Stored items
::::

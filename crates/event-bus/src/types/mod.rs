pub mod session_info;
pub mod totals;
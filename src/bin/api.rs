//! HTTP front end: orchestrates the ranking and pricing RPC calls.

use anyhow::Context;
use ranked_prices::api::rest::{AppState, create_router};
use ranked_prices::application::services::orchestrator::RpcOrchestrator;
use ranked_prices::config::Settings;
use ranked_prices::infrastructure::messaging::connect_with_backoff;
use std::sync::Arc;
use tracing::info;
use tracing_subscriber::EnvFilter;

#[tokio::main]
async fn main() -> anyhow::Result<()> {
    dotenvy::dotenv().ok();
    tracing_subscriber::fmt()
        .with_env_filter(EnvFilter::try_from_default_env().unwrap_or_else(|_| "info".into()))
        .init();

    let settings = Settings::from_env().context("loading settings")?;

    let nats = connect_with_backoff(&settings.broker_url, &settings.backoff())
        .await
        .context("connecting to broker")?;

    let orchestrator = RpcOrchestrator::new(
        nats,
        settings.ranking_queue.clone(),
        settings.prices_queue.clone(),
        settings.rpc_timeout(),
    );
    let state = Arc::new(AppState {
        listing: Arc::new(orchestrator),
    });

    let listener = tokio::net::TcpListener::bind(&settings.http_bind)
        .await
        .with_context(|| format!("binding {}", settings.http_bind))?;
    info!(bind = %settings.http_bind, "api listening");

    axum::serve(listener, create_router(state))
        .await
        .context("serving http")?;
    Ok(())
}
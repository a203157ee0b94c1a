//! # API Layer
//!
//! External interfaces; currently the REST boundary only.

pub mod rest;
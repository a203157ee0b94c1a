//! # Pricing Service
//!
//! Domain logic behind the prices queue: given an already-ranked symbol
//! list, fetch the whole batch in one upstream call and zip the input
//! order against the returned prices.
//!
//! Ranks are assigned from the input position (1-based), never from the
//! prices, and a symbol the upstream does not know is omitted from the
//! result without renumbering the survivors.

use crate::domain::value_objects::{RankedEntry, Symbol};
use crate::infrastructure::messaging::rpc_worker::RpcHandler;
use crate::infrastructure::messaging::{RpcError, RpcResult};
use crate::infrastructure::upstream::UpstreamResult;
use crate::infrastructure::upstream::error::UpstreamError;
use crate::infrastructure::upstream::price_source::PriceSource;
use bytes::Bytes;
use tracing::error;

/// Batch price resolution over a [`PriceSource`].
#[derive(Debug)]
pub struct PricingService<S> {
    source: S,
}

impl<S: PriceSource> PricingService<S> {
    /// Creates a pricing service.
    #[must_use]
    pub fn new(source: S) -> Self {
        Self { source }
    }

    /// Resolves prices for `symbols`, preserving their rank order.
    ///
    /// # Errors
    ///
    /// Returns [`UpstreamError`] when the batch lookup itself fails.
    /// Individually missing symbols are logged and omitted, not errors.
    pub async fn ranked_prices(&self, symbols: &[Symbol]) -> UpstreamResult<Vec<RankedEntry>> {
        if symbols.is_empty() {
            return Ok(Vec::new());
        }

        let prices = self.source.latest_prices(symbols).await?;

        let entries = symbols
            .iter()
            .enumerate()
            .filter_map(|(position, symbol)| {
                let rank = position as u32 + 1;
                match prices.get(symbol) {
                    Some(price) => Some(RankedEntry::new(rank, symbol.clone(), *price)),
                    None => {
                        let missing = UpstreamError::unknown_symbol(symbol.as_str());
                        error!(rank, error = %missing, "symbol missing from price response, omitting");
                        None
                    }
                }
            })
            .collect();
        Ok(entries)
    }
}

#[async_trait::async_trait]
impl<S: PriceSource> RpcHandler for PricingService<S> {
    async fn handle(&self, payload: &[u8]) -> RpcResult<Bytes> {
        let text = std::str::from_utf8(payload)
            .map_err(|e| RpcError::malformed(format!("prices payload is not utf-8: {e}")))?;
        let symbols = Symbol::split(text);

        let entries = self
            .ranked_prices(&symbols)
            .await
            .map_err(|e| RpcError::handler(format!("price lookup failed: {e}")))?;
        let body = serde_json::to_vec(&entries)
            .map_err(|e| RpcError::handler(format!("encoding price reply: {e}")))?;
        Ok(Bytes::from(body))
    }

    fn name(&self) -> &'static str {
        "prices"
    }
}

#[cfg(test)]
#[allow(clippy::unwrap_used, clippy::indexing_slicing)]
mod tests {
    use super::*;
    use std::collections::HashMap;

    /// Stub source serving a fixed symbol → price map.
    struct StubSource {
        prices: HashMap<Symbol, f64>,
        fail: bool,
    }

    impl StubSource {
        fn with_prices(prices: &[(&str, f64)]) -> Self {
            Self {
                prices: prices
                    .iter()
                    .map(|(s, p)| (Symbol::new(*s).unwrap(), *p))
                    .collect(),
                fail: false,
            }
        }

        fn failing() -> Self {
            Self {
                prices: HashMap::new(),
                fail: true,
            }
        }
    }

    #[async_trait::async_trait]
    impl PriceSource for StubSource {
        async fn latest_prices(
            &self,
            _symbols: &[Symbol],
        ) -> UpstreamResult<HashMap<Symbol, f64>> {
            if self.fail {
                return Err(UpstreamError::unavailable_with_status("boom", 503));
            }
            Ok(self.prices.clone())
        }
    }

    fn symbols(names: &[&str]) -> Vec<Symbol> {
        names.iter().map(|n| Symbol::new(*n).unwrap()).collect()
    }

    #[tokio::test]
    async fn preserves_input_rank_order() {
        let service = PricingService::new(StubSource::with_prices(&[
            ("BTC", 64000.5),
            ("ETH", 3100.25),
            ("XRP", 0.52),
        ]));

        let entries = service
            .ranked_prices(&symbols(&["BTC", "ETH", "XRP"]))
            .await
            .unwrap();
        assert_eq!(entries.len(), 3);
        assert_eq!(entries[0].rank, 1);
        assert_eq!(entries[0].symbol.as_str(), "BTC");
        assert_eq!(entries[2].rank, 3);
        assert_eq!(entries[2].symbol.as_str(), "XRP");
    }

    #[tokio::test]
    async fn missing_symbol_is_omitted_without_renumbering() {
        let service = PricingService::new(StubSource::with_prices(&[
            ("BTC", 64000.5),
            ("XRP", 0.52),
        ]));

        let entries = service
            .ranked_prices(&symbols(&["BTC", "ETH", "XRP"]))
            .await
            .unwrap();
        // ETH is gone, XRP keeps its original rank 3.
        assert_eq!(entries.len(), 2);
        assert_eq!(entries[0].rank, 1);
        assert_eq!(entries[0].symbol.as_str(), "BTC");
        assert_eq!(entries[1].rank, 3);
        assert_eq!(entries[1].symbol.as_str(), "XRP");
    }

    #[tokio::test]
    async fn all_symbols_missing_is_an_empty_success() {
        let service = PricingService::new(StubSource::with_prices(&[]));
        let entries = service.ranked_prices(&symbols(&["BTC"])).await.unwrap();
        assert!(entries.is_empty());
    }

    #[tokio::test]
    async fn empty_input_skips_upstream() {
        let service = PricingService::new(StubSource::failing());
        // No symbols means no upstream call, so the failing source is
        // never consulted.
        assert!(service.ranked_prices(&[]).await.unwrap().is_empty());
    }

    #[tokio::test]
    async fn failed_lookup_is_a_hard_failure() {
        let service = PricingService::new(StubSource::failing());
        assert!(service.ranked_prices(&symbols(&["BTC"])).await.is_err());
    }

    #[tokio::test]
    async fn handler_emits_json_with_presentation_keys() {
        let service = PricingService::new(StubSource::with_prices(&[("BTC", 1.5)]));

        let reply = service.handle(b"BTC").await.unwrap();
        let parsed: Vec<RankedEntry> = serde_json::from_slice(&reply).unwrap();
        assert_eq!(parsed.len(), 1);
        assert_eq!(parsed[0].rank, 1);

        let raw: serde_json::Value = serde_json::from_slice(&reply).unwrap();
        assert!(raw[0].get("Price USD").is_some());
    }

    #[tokio::test]
    async fn handler_accepts_empty_payload() {
        let service = PricingService::new(StubSource::failing());
        let reply = service.handle(b"").await.unwrap();
        assert_eq!(reply, Bytes::from_static(b"[]"));
    }
}
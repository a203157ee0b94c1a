//! # Pagination Planner
//!
//! Splits a requested result size into upstream-API-sized pages.
//!
//! The upstream ranking source caps how many entries one call may return,
//! so a request for `total_limit` entries fans out into
//! `ceil(total_limit / page_size)` sequential calls. Every page is full
//! except possibly the last, and the per-page counts always sum to the
//! requested total.
//!
//! All functions here are pure; the fan-out itself lives in the ranking
//! service.
//!
//! # Examples
//!
//! ```
//! use ranked_prices::application::services::pagination::{limit_for_page, page_count};
//!
//! assert_eq!(page_count(250, 100), 3);
//! assert_eq!(limit_for_page(0, 250, 100), 100);
//! assert_eq!(limit_for_page(2, 250, 100), 50);
//! ```

use serde::{Deserialize, Serialize};

/// Default upstream page size.
pub const DEFAULT_PAGE_SIZE: u32 = 100;

/// One planned upstream call: which page to request and how many entries
/// to ask for on it.
#[derive(Debug, Clone, Copy, PartialEq, Eq, Serialize, Deserialize)]
pub struct PagePlan {
    /// 0-based upstream page index.
    pub page_index: u32,
    /// Number of entries to request on this page.
    pub count_for_page: u32,
}

/// Returns the number of pages needed to fetch `total_limit` entries.
///
/// A `total_limit` of zero needs zero pages; a `page_size` of zero is
/// treated the same way so the function stays total.
#[must_use]
pub fn page_count(total_limit: u32, page_size: u32) -> u32 {
    if page_size == 0 {
        return 0;
    }
    total_limit.div_ceil(page_size)
}

/// Returns the number of entries to request on `page_index` (0-based).
///
/// Pages at or beyond [`page_count`] yield zero. The last in-range page
/// carries `total_limit mod page_size` entries, or a full `page_size`
/// when the total divides evenly.
#[must_use]
pub fn limit_for_page(page_index: u32, total_limit: u32, page_size: u32) -> u32 {
    if page_index >= page_count(total_limit, page_size) {
        return 0;
    }

    // u64 so (page_index + 1) * page_size cannot overflow.
    if (u64::from(page_index) + 1) * u64::from(page_size) > u64::from(total_limit) {
        let remainder = total_limit % page_size;
        if remainder == 0 { page_size } else { remainder }
    } else {
        page_size
    }
}

/// Plans the full fan-out for `total_limit` entries.
#[must_use]
pub fn plan(total_limit: u32, page_size: u32) -> Vec<PagePlan> {
    (0..page_count(total_limit, page_size))
        .map(|page_index| PagePlan {
            page_index,
            count_for_page: limit_for_page(page_index, total_limit, page_size),
        })
        .collect()
}

#[cfg(test)]
#[allow(clippy::unwrap_used, clippy::indexing_slicing)]
mod tests {
    use super::*;
    use proptest::prelude::*;

    fn counts(total_limit: u32, page_size: u32) -> Vec<u32> {
        plan(total_limit, page_size)
            .iter()
            .map(|p| p.count_for_page)
            .collect()
    }

    #[test]
    fn partial_last_page() {
        assert_eq!(counts(250, 100), vec![100, 100, 50]);
    }

    #[test]
    fn exactly_one_full_page() {
        assert_eq!(counts(100, 100), vec![100]);
    }

    #[test]
    fn evenly_divisible_total() {
        assert_eq!(counts(300, 100), vec![100, 100, 100]);
    }

    #[test]
    fn total_smaller_than_page() {
        assert_eq!(counts(8, 10), vec![8]);
    }

    #[test]
    fn zero_total_plans_no_pages() {
        assert_eq!(page_count(0, 100), 0);
        assert!(plan(0, 100).is_empty());
        assert_eq!(limit_for_page(0, 0, 100), 0);
    }

    #[test]
    fn out_of_range_page_is_zero() {
        assert_eq!(limit_for_page(1, 10, 10), 0);
        assert_eq!(limit_for_page(2, 8, 10), 0);
    }

    #[test]
    fn zero_page_size_is_degenerate() {
        assert_eq!(page_count(100, 0), 0);
        assert_eq!(limit_for_page(0, 100, 0), 0);
        assert!(plan(100, 0).is_empty());
    }

    #[test]
    fn large_values_do_not_overflow() {
        assert_eq!(page_count(u32::MAX, 1), u32::MAX);
        assert_eq!(limit_for_page(u32::MAX - 1, u32::MAX, 1), 1);
    }

    proptest! {
        #[test]
        fn counts_sum_to_total(total in 0u32..100_000, page_size in 1u32..1_000) {
            let sum: u64 = plan(total, page_size)
                .iter()
                .map(|p| u64::from(p.count_for_page))
                .sum();
            prop_assert_eq!(sum, u64::from(total));
        }

        #[test]
        fn all_pages_full_except_last(total in 1u32..100_000, page_size in 1u32..1_000) {
            let pages = plan(total, page_size);
            let (last, interior) = pages.split_last().unwrap();
            for page in interior {
                prop_assert_eq!(page.count_for_page, page_size);
            }
            prop_assert!(last.count_for_page > 0);
            prop_assert!(last.count_for_page <= page_size);
        }

        #[test]
        fn page_indices_are_sequential(total in 0u32..10_000, page_size in 1u32..500) {
            for (i, page) in plan(total, page_size).iter().enumerate() {
                prop_assert_eq!(u64::from(page.page_index), i as u64);
            }
        }
    }
}
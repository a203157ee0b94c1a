//! # Ranking Source
//!
//! Upstream "top N by 24-hour volume" query, paged.
//!
//! The upstream enforces a maximum page size, so the ranking worker calls
//! [`RankingSource::top_by_volume`] once per planned page and concatenates
//! the results in upstream-reported order.

use crate::domain::value_objects::Symbol;
use crate::infrastructure::upstream::error::{UpstreamError, UpstreamResult};
use crate::infrastructure::upstream::http_client::HttpClient;
use serde::Deserialize;
use tracing::warn;

/// Source of volume-ranked symbols.
#[async_trait::async_trait]
pub trait RankingSource: Send + Sync {
    /// Returns up to `limit` symbols for `page` (0-based), ordered by
    /// descending 24-hour volume.
    ///
    /// # Errors
    ///
    /// Returns [`UpstreamError`] when the page cannot be fetched; the
    /// caller treats a failed page as contributing zero symbols.
    async fn top_by_volume(&self, page: u32, limit: u32) -> UpstreamResult<Vec<Symbol>>;
}

/// Top-by-volume endpoint response.
#[derive(Debug, Deserialize)]
struct TopVolumeResponse {
    #[serde(rename = "Data", default)]
    data: Vec<TopVolumeCoin>,
}

#[derive(Debug, Deserialize)]
struct TopVolumeCoin {
    #[serde(rename = "CoinInfo")]
    coin_info: CoinInfo,
}

#[derive(Debug, Deserialize)]
struct CoinInfo {
    #[serde(rename = "Name")]
    name: String,
}

/// HTTP implementation of [`RankingSource`].
#[derive(Debug, Clone)]
pub struct VolumeRankingApi {
    http: HttpClient,
    base_url: String,
    quote_currency: String,
}

impl VolumeRankingApi {
    /// Creates a client for the top-by-volume endpoint.
    ///
    /// # Errors
    ///
    /// Returns [`UpstreamError::Connection`] if the HTTP client cannot be
    /// built (e.g. an invalid API key value).
    pub fn new(
        base_url: impl Into<String>,
        api_key: Option<&str>,
        quote_currency: impl Into<String>,
        timeout_ms: u64,
    ) -> UpstreamResult<Self> {
        let mut headers = reqwest::header::HeaderMap::new();
        headers.insert("accept", reqwest::header::HeaderValue::from_static("application/json"));
        if let Some(key) = api_key {
            let value = reqwest::header::HeaderValue::from_str(&format!("Apikey {key}"))
                .map_err(|e| UpstreamError::connection(format!("invalid api key: {e}")))?;
            headers.insert(reqwest::header::AUTHORIZATION, value);
        }

        Ok(Self {
            http: HttpClient::with_headers(timeout_ms, headers)?,
            base_url: base_url.into(),
            quote_currency: quote_currency.into(),
        })
    }
}

#[async_trait::async_trait]
impl RankingSource for VolumeRankingApi {
    async fn top_by_volume(&self, page: u32, limit: u32) -> UpstreamResult<Vec<Symbol>> {
        let params = [
            ("page", page.to_string()),
            ("limit", limit.to_string()),
            ("tsym", self.quote_currency.clone()),
        ];
        let response: TopVolumeResponse = self.http.get_with_params(&self.base_url, &params).await?;

        let symbols = response
            .data
            .into_iter()
            .filter_map(|coin| match Symbol::new(coin.coin_info.name) {
                Ok(symbol) => Some(symbol),
                Err(error) => {
                    warn!(%error, "skipping unusable symbol in ranking response");
                    None
                }
            })
            .collect();
        Ok(symbols)
    }
}

#[cfg(test)]
#[allow(clippy::unwrap_used, clippy::indexing_slicing)]
mod tests {
    use super::*;
    use wiremock::matchers::{header, method, query_param};
    use wiremock::{Mock, MockServer, ResponseTemplate};

    fn page_body(names: &[&str]) -> serde_json::Value {
        serde_json::json!({
            "Data": names
                .iter()
                .map(|n| serde_json::json!({ "CoinInfo": { "Name": n } }))
                .collect::<Vec<_>>()
        })
    }

    #[tokio::test]
    async fn fetches_symbols_in_upstream_order() {
        let server = MockServer::start().await;
        Mock::given(method("GET"))
            .and(query_param("page", "0"))
            .and(query_param("limit", "3"))
            .and(query_param("tsym", "USD"))
            .respond_with(ResponseTemplate::new(200).set_body_json(page_body(&[
                "BTC", "ETH", "XRP",
            ])))
            .mount(&server)
            .await;

        let api = VolumeRankingApi::new(server.uri(), None, "USD", 5000).unwrap();
        let symbols = api.top_by_volume(0, 3).await.unwrap();
        assert_eq!(symbols.len(), 3);
        assert_eq!(symbols[0].as_str(), "BTC");
        assert_eq!(symbols[2].as_str(), "XRP");
    }

    #[tokio::test]
    async fn sends_api_key_header() {
        let server = MockServer::start().await;
        Mock::given(method("GET"))
            .and(header("authorization", "Apikey secret"))
            .respond_with(ResponseTemplate::new(200).set_body_json(page_body(&["BTC"])))
            .expect(1)
            .mount(&server)
            .await;

        let api = VolumeRankingApi::new(server.uri(), Some("secret"), "USD", 5000).unwrap();
        let symbols = api.top_by_volume(0, 1).await.unwrap();
        assert_eq!(symbols.len(), 1);
    }

    #[tokio::test]
    async fn failed_page_surfaces_unavailable() {
        let server = MockServer::start().await;
        Mock::given(method("GET"))
            .respond_with(ResponseTemplate::new(500))
            .mount(&server)
            .await;

        let api = VolumeRankingApi::new(server.uri(), None, "USD", 5000).unwrap();
        let error = api.top_by_volume(0, 10).await.unwrap_err();
        assert!(error.is_retryable());
    }

    #[tokio::test]
    async fn empty_data_is_empty_page() {
        let server = MockServer::start().await;
        Mock::given(method("GET"))
            .respond_with(ResponseTemplate::new(200).set_body_json(serde_json::json!({})))
            .mount(&server)
            .await;

        let api = VolumeRankingApi::new(server.uri(), None, "USD", 5000).unwrap();
        assert!(api.top_by_volume(0, 10).await.unwrap().is_empty());
    }
}
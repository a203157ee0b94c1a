//! # RPC Client
//!
//! Client side of the RPC-over-queue protocol.
//!
//! An [`RpcClient`] owns a private reply inbox on the broker. Each call
//! publishes a request envelope onto a well-known queue subject, carrying
//! a fresh correlation id and the inbox address, then suspends until the
//! matching reply arrives on the inbox or the configured timeout passes.
//!
//! One client instance serves one outstanding call at a time; callers that
//! need concurrency create independent clients, each with its own inbox,
//! so replies cannot cross-match. The inbox subscription is torn down when
//! the client is dropped.
//!
//! # Examples
//!
//! ```ignore
//! use ranked_prices::infrastructure::messaging::rpc_client::RpcClient;
//! use std::time::Duration;
//!
//! let nats = async_nats::connect("nats://localhost:4222").await?;
//! let mut client = RpcClient::new(nats, "ranking_queue", Duration::from_secs(5)).await?;
//! let reply = client.call("10".into()).await?;
//! ```

use crate::domain::value_objects::CorrelationId;
use crate::infrastructure::messaging::correlation::CorrelationStore;
use crate::infrastructure::messaging::error::{RpcError, RpcResult};
use crate::infrastructure::messaging::{CORRELATION_ID_HEADER, REPLY_TO_HEADER};
use async_nats::{Client, HeaderMap, Message};
use bytes::Bytes;
use futures::StreamExt;
use std::time::Duration;
use tokio::task::JoinHandle;
use tracing::{debug, warn};

/// RPC client bound to one well-known request queue.
#[derive(Debug)]
pub struct RpcClient {
    client: Client,
    queue: String,
    inbox: String,
    store: CorrelationStore,
    timeout: Duration,
    pump: JoinHandle<()>,
}

impl RpcClient {
    /// Creates a client for `queue`, subscribing a fresh private inbox
    /// for replies.
    ///
    /// # Errors
    ///
    /// Returns [`RpcError::Subscribe`] if the inbox subscription fails.
    pub async fn new(
        client: Client,
        queue: impl Into<String>,
        timeout: Duration,
    ) -> RpcResult<Self> {
        let queue = queue.into();
        let inbox = client.new_inbox();
        let mut subscription = client
            .subscribe(inbox.clone())
            .await
            .map_err(|e| RpcError::subscribe(format!("reply inbox {inbox}: {e}")))?;

        let store = CorrelationStore::new();
        let pump_store = store.clone();
        let pump = tokio::spawn(async move {
            while let Some(message) = subscription.next().await {
                dispatch_reply(&pump_store, message);
            }
        });

        Ok(Self {
            client,
            queue,
            inbox,
            store,
            timeout,
            pump,
        })
    }

    /// Returns the well-known queue this client publishes to.
    #[must_use]
    pub fn queue(&self) -> &str {
        &self.queue
    }

    /// Returns the private reply address of this client.
    #[must_use]
    pub fn reply_address(&self) -> &str {
        &self.inbox
    }

    /// Publishes `payload` as a request and suspends until the matching
    /// reply arrives.
    ///
    /// The reply payload is returned verbatim; decoding is the caller's
    /// responsibility. Takes `&mut self` so one instance cannot pipeline
    /// calls.
    ///
    /// # Errors
    ///
    /// Returns [`RpcError::Publish`] if the request cannot be published
    /// and [`RpcError::Timeout`] if no reply arrives within the configured
    /// deadline. Abandoning the returned future deregisters the
    /// correlation id, so a late reply is discarded.
    pub async fn call(&mut self, payload: Bytes) -> RpcResult<Bytes> {
        let id = CorrelationId::new_v4();
        let pending = self.store.register(id);

        let mut headers = HeaderMap::new();
        headers.insert(CORRELATION_ID_HEADER, id.to_string().as_str());
        headers.insert(REPLY_TO_HEADER, self.inbox.as_str());

        debug!(queue = %self.queue, correlation_id = %id, "publishing rpc request");
        self.client
            .publish_with_headers(self.queue.clone(), headers, payload)
            .await
            .map_err(|e| RpcError::publish(format!("request to {}: {e}", self.queue)))?;
        self.client
            .flush()
            .await
            .map_err(|e| RpcError::publish(format!("flush to {}: {e}", self.queue)))?;

        pending.wait(self.timeout).await
    }
}

impl Drop for RpcClient {
    fn drop(&mut self) {
        // Dropping the subscription inside the aborted task closes the
        // inbox; the broker garbage-collects it on disconnect.
        self.pump.abort();
    }
}

/// Routes one inbox message into the correlation store.
fn dispatch_reply(store: &CorrelationStore, message: Message) {
    let Some(id) = reply_correlation_id(&message) else {
        warn!(
            subject = %message.subject,
            "reply without a valid correlation id header, discarding"
        );
        return;
    };
    if !store.resolve(id, message.payload) {
        debug!(correlation_id = %id, "discarding unmatched or late reply");
    }
}

/// Extracts the correlation id header from a reply, if present and valid.
fn reply_correlation_id(message: &Message) -> Option<CorrelationId> {
    message
        .headers
        .as_ref()?
        .get(CORRELATION_ID_HEADER)?
        .as_str()
        .parse()
        .ok()
}

#[cfg(test)]
#[allow(clippy::unwrap_used)]
mod tests {
    use super::*;

    fn reply_message(headers: Option<HeaderMap>, payload: &'static [u8]) -> Message {
        Message {
            subject: "_INBOX.test".to_string().into(),
            reply: None,
            payload: Bytes::from_static(payload),
            headers,
            status: None,
            description: None,
            length: payload.len(),
        }
    }

    #[tokio::test]
    async fn dispatch_resolves_matching_id() {
        let store = CorrelationStore::new();
        let id = CorrelationId::new_v4();
        let pending = store.register(id);

        let mut headers = HeaderMap::new();
        headers.insert(CORRELATION_ID_HEADER, id.to_string().as_str());
        dispatch_reply(&store, reply_message(Some(headers), b"BTC,ETH"));

        let payload = pending.wait(Duration::from_secs(1)).await.unwrap();
        assert_eq!(payload, Bytes::from_static(b"BTC,ETH"));
    }

    #[tokio::test]
    async fn dispatch_ignores_foreign_id() {
        let store = CorrelationStore::new();
        let pending = store.register(CorrelationId::new_v4());

        let mut headers = HeaderMap::new();
        headers.insert(
            CORRELATION_ID_HEADER,
            CorrelationId::new_v4().to_string().as_str(),
        );
        dispatch_reply(&store, reply_message(Some(headers), b"stale"));

        assert_eq!(store.in_flight(), 1);
        drop(pending);
    }

    #[test]
    fn dispatch_ignores_missing_headers() {
        let store = CorrelationStore::new();
        dispatch_reply(&store, reply_message(None, b"noise"));
        assert_eq!(store.in_flight(), 0);
    }

    #[test]
    fn correlation_id_rejects_garbage() {
        let mut headers = HeaderMap::new();
        headers.insert(CORRELATION_ID_HEADER, "not-a-uuid");
        let message = reply_message(Some(headers), b"noise");
        assert!(reply_correlation_id(&message).is_none());
    }
}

::::

### AIM OF THE EXERCISE
Out of the data above, return each line where the word "RpcClient" can be found.

### ANSWER TO THE PROBLEM
//! An [`RpcClient`] owns a private reply inbox on the broker. Each call
//! use ranked_prices::infrastructure::messaging::rpc_client::RpcClient;
//! let mut client = RpcClient::new(nats, "ranking_queue", Duration::from_secs(5)).await?;
pub struct RpcClient {
impl RpcClient {
impl Drop for RpcClient {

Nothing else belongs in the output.